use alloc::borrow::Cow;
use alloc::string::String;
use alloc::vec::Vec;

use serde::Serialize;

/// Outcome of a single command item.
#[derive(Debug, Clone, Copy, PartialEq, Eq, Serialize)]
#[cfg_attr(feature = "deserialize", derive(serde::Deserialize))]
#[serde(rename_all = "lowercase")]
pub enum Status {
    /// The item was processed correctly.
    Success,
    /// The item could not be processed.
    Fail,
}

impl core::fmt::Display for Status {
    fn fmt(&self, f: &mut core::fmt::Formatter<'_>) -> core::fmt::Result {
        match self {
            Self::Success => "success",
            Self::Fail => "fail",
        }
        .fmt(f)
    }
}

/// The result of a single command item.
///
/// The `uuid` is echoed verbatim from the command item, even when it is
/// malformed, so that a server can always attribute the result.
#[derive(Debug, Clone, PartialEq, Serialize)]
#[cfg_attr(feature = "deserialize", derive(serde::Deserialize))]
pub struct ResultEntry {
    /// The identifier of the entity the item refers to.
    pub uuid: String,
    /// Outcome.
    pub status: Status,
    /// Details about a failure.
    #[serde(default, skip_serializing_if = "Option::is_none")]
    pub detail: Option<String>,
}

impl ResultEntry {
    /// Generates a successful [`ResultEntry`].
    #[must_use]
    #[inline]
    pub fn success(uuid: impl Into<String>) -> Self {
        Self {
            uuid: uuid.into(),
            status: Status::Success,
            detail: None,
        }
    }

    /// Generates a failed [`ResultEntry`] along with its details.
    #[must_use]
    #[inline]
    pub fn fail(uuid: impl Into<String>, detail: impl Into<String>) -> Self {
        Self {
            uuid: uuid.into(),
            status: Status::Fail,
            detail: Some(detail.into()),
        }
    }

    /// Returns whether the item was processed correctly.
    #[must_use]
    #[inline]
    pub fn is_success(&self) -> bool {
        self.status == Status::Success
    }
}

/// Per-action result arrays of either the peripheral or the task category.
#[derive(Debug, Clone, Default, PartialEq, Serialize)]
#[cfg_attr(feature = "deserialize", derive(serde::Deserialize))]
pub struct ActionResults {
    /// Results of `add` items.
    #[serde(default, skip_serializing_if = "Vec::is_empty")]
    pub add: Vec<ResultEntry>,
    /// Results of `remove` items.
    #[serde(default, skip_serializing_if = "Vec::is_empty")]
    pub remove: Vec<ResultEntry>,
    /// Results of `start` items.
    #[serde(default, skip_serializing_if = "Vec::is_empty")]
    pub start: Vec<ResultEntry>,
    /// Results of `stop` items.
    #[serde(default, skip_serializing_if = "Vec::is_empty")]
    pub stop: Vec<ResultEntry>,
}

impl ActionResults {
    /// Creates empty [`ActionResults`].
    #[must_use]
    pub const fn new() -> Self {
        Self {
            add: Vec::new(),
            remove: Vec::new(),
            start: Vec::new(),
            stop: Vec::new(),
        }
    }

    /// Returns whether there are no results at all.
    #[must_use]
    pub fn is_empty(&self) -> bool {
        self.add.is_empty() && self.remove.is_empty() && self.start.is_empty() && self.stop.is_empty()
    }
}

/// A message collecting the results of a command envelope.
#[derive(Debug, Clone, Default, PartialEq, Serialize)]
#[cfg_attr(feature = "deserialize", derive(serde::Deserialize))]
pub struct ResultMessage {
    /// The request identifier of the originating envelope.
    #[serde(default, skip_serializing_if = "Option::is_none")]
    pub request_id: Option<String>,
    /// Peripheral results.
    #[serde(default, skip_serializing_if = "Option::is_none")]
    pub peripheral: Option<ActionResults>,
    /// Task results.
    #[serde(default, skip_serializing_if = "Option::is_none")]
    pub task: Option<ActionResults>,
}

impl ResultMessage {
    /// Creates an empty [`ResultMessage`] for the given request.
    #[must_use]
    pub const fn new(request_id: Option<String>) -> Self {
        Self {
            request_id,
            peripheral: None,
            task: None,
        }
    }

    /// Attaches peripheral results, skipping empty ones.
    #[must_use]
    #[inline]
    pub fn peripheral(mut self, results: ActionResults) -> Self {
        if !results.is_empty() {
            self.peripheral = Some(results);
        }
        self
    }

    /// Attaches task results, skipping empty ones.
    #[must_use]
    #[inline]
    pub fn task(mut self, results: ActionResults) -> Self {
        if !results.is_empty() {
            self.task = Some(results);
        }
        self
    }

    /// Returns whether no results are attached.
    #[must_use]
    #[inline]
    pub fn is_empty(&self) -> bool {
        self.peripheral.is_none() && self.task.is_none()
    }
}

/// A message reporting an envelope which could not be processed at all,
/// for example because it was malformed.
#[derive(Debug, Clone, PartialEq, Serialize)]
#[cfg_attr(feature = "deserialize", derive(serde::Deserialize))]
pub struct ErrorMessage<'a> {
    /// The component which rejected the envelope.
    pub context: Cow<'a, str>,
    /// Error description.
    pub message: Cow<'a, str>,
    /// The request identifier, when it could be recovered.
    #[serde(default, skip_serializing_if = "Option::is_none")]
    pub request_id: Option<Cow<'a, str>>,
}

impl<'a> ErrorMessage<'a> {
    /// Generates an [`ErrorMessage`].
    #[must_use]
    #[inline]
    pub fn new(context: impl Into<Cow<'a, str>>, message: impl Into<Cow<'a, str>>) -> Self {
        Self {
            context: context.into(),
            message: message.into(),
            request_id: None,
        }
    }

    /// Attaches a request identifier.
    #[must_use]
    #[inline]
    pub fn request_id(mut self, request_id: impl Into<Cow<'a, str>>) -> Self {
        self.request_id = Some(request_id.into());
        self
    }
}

ACTIVITY. The job is to copy each line from the material above that holds the word "ones".

SOLVED PROBLEM.
    /// Attaches peripheral results, skipping empty ones.
    /// Attaches task results, skipping empty ones.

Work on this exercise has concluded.